• **Work task**: At the line containing "self.0.fetch_add(1, Ordering::Relaxed);", begin repeating lines exactly, and stop only after the final line of the records below.

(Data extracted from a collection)
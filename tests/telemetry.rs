// Copyright © 2025 Hs293Go
//
// Permission is hereby granted, free of charge, to any person obtaining
// a copy of this software and associated documentation files (the "Software"),
// to deal in the Software without restriction, including without limitation
// the rights to use, copy, modify, merge, publish, distribute, sublicense,
// and/or sell copies of the Software, and to permit persons to whom the
// Software is furnished to do so, subject to the following conditions:
//
// The above copyright notice and this permission notice shall be included
// in all copies or substantial portions of the Software.
//
// THE SOFTWARE IS PROVIDED "AS IS", WITHOUT WARRANTY OF ANY KIND,
// EXPRESS OR IMPLIED, INCLUDING BUT NOT LIMITED TO THE WARRANTIES
// OF MERCHANTABILITY, FITNESS FOR A PARTICULAR PURPOSE AND NONINFRINGEMENT.
// IN NO EVENT SHALL THE AUTHORS OR COPYRIGHT HOLDERS BE LIABLE FOR ANY CLAIM,
// DAMAGES OR OTHER LIABILITY, WHETHER IN AN ACTION OF CONTRACT,
// TORT OR OTHERWISE, ARISING FROM, OUT OF OR IN CONNECTION WITH THE SOFTWARE
// OR THE USE OR OTHER DEALINGS IN THE SOFTWARE.


#[cfg(feature = "std")]
mod test_telemetry {
    use super::fixtures::test_pid::ONE_SECOND;

    use std::sync::atomic::{AtomicU64, Ordering};
    use std::sync::Arc;
    use std::time::Duration;

    use feedback_pid::error::PidError;
    use feedback_pid::pid::PidConfigBuilder;
    use feedback_pid::telemetry::{
        MetricsSnapshot, Registry, Telemetry, CONTROL_SIGNAL, CURRENT, TARGET, UPDATES_TOTAL,
    };

    #[test]
    fn test_update_is_recorded() {
        let registry = Registry::new();
        let mut pid = PidConfigBuilder::default()
            .telemetry("oven", &registry)
            .build()
            .unwrap();

        let output = pid.update(5.0, 2.0, ONE_SECOND);
        let metrics = registry.get("oven").expect("registered by the builder");
        assert_eq!(metrics.name(), "oven");
        assert_eq!(metrics.updates_total(), 1);
        assert_eq!(metrics.target(), 5.0);
        assert_eq!(metrics.current(), 2.0);
        assert_eq!(metrics.control_signal(), output);

        pid.update(5.0, 1.0, ONE_SECOND);
        assert_eq!(metrics.updates_total(), 2);
        assert_eq!(metrics.current(), 1.0);
        assert_eq!(metrics.control_signal(), 4.0);
    }

    #[test]
    fn test_held_updates_are_recorded() {
        let registry = Registry::new();
        let mut pid = PidConfigBuilder::default()
            .telemetry("held", &registry)
            .build()
            .unwrap();

        let output = pid.update(5.0, 2.0, ONE_SECOND);
        let held = pid.update(50.0, 2.0, Duration::ZERO);
        assert_eq!(held, output);

        let metrics = registry.get("held").unwrap();
        assert_eq!(metrics.updates_total(), 2);
        assert_eq!(metrics.target(), 50.0);
        assert_eq!(metrics.control_signal(), output);
    }

    #[test]
    fn test_telemetry_does_not_alter_output() {
        let registry = Registry::new();
        let builder = PidConfigBuilder::default()
            .standard_form(2.0, 0.5, 0.1)
            .output_limit(-4.0, 4.0);

        let mut observed = builder.clone().telemetry("observed", &registry).build().unwrap();
        let mut plain = builder.build().unwrap();

        for i in 0..100 {
            let current = (i as f64 * 0.2).cos();
            let step = Duration::from_millis(20);
            assert_eq!(
                observed.update(1.0, current, step),
                plain.update(1.0, current, step)
            );
        }
        assert_eq!(registry.get("observed").unwrap().updates_total(), 100);
    }

    #[test]
    fn test_registration_is_idempotent() {
        let registry = Registry::new();

        let first = registry.register("shared").unwrap();
        let second = registry.register("shared").unwrap();
        assert!(Arc::ptr_eq(&first, &second));
        assert_eq!(registry.len(), 1);

        // Two controllers with the same name share their instruments
        let mut a = PidConfigBuilder::default()
            .telemetry("shared", &registry)
            .build()
            .unwrap();
        let mut b = PidConfigBuilder::default()
            .telemetry("shared", &registry)
            .build()
            .unwrap();
        a.update(1.0, 0.0, ONE_SECOND);
        b.update(3.0, 0.0, ONE_SECOND);

        assert_eq!(first.updates_total(), 2);
        assert_eq!(first.target(), 3.0);
        assert_eq!(registry.len(), 1);
    }

    #[test]
    fn test_empty_name_fails_construction() {
        let registry = Registry::new();
        let result = PidConfigBuilder::<f64>::default()
            .telemetry("", &registry)
            .build();

        assert_eq!(result.map(|_| ()), Err(PidError::EmptyMetricsName));
        assert!(registry.is_empty());
    }

    #[test]
    fn test_full_registry_fails_construction() {
        let registry = Registry::with_capacity_limit(1);
        assert!(PidConfigBuilder::<f64>::default()
            .telemetry("first", &registry)
            .build()
            .is_ok());

        let result = PidConfigBuilder::<f64>::default()
            .telemetry("second", &registry)
            .build();
        assert_eq!(
            result.map(|_| ()),
            Err(PidError::RegistryFull { capacity: 1 })
        );

        // Re-registering an existing name is not a new registration
        assert!(PidConfigBuilder::<f64>::default()
            .telemetry("first", &registry)
            .build()
            .is_ok());
        assert_eq!(registry.len(), 1);
    }

    #[test]
    fn test_first_failure_is_kept() {
        let registry = Registry::new();
        let result = PidConfigBuilder::<f64>::default()
            .telemetry("", &registry)
            .telemetry("valid", &registry)
            .build();

        assert_eq!(result.map(|_| ()), Err(PidError::EmptyMetricsName));
    }

    #[test]
    fn test_error_messages() {
        assert_eq!(
            PidError::EmptyMetricsName.to_string(),
            "telemetry instruments require a non-empty name"
        );
        assert_eq!(
            PidError::RegistryFull { capacity: 3 }.to_string(),
            "telemetry registry is full (3 names registered)"
        );
    }

    #[test]
    fn test_gather_is_sorted_by_name() {
        let registry = Registry::new();
        let mut zeta = PidConfigBuilder::default()
            .telemetry("zeta", &registry)
            .build()
            .unwrap();
        let _alpha = PidConfigBuilder::<f64>::default()
            .telemetry("alpha", &registry)
            .build()
            .unwrap();

        zeta.update(2.0, 0.5, ONE_SECOND);

        assert_eq!(
            registry.gather(),
            vec![
                MetricsSnapshot {
                    name: "alpha".to_string(),
                    updates_total: 0,
                    target: 0.0,
                    current: 0.0,
                    control_signal: 0.0,
                },
                MetricsSnapshot {
                    name: "zeta".to_string(),
                    updates_total: 1,
                    target: 2.0,
                    current: 0.5,
                    control_signal: 1.5,
                },
            ]
        );
    }

    #[test]
    fn test_instrument_names() {
        assert_eq!(
            [UPDATES_TOTAL, TARGET, CURRENT, CONTROL_SIGNAL],
            [
                "pid_updates_total",
                "pid_target",
                "pid_current",
                "pid_control_signal"
            ]
        );
    }

    #[derive(Debug, Default)]
    struct CountingSink(AtomicU64);

    impl Telemetry for CountingSink {
        fn record_update(&self, _target: f64, _current: f64, _control_signal: f64) {
            self.0.fetch_add(1, Ordering::Relaxed);
        }
    }

    #[test]
    fn test_custom_sink() {
        let sink = Arc::new(CountingSink::default());
        let mut pid = PidConfigBuilder::<f32>::default()
            .telemetry_sink(sink.clone())
            .build()
            .unwrap();

        for _ in 0..3 {
            pid.update(1.0, 0.0, ONE_SECOND);
        }
        assert_eq!(sink.0.load(Ordering::Relaxed), 3);
    }
}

• **Result of this exercise**:
            self.0.fetch_add(1, Ordering::Relaxed);
        }
    }

    #[test]
    fn test_custom_sink() {
        let sink = Arc::new(CountingSink::default());
        let mut pid = PidConfigBuilder::<f32>::default()
            .telemetry_sink(sink.clone())
            .build()
            .unwrap();

        for _ in 0..3 {
            pid.update(1.0, 0.0, ONE_SECOND);
        }
        assert_eq!(sink.0.load(Ordering::Relaxed), 3);
    }
}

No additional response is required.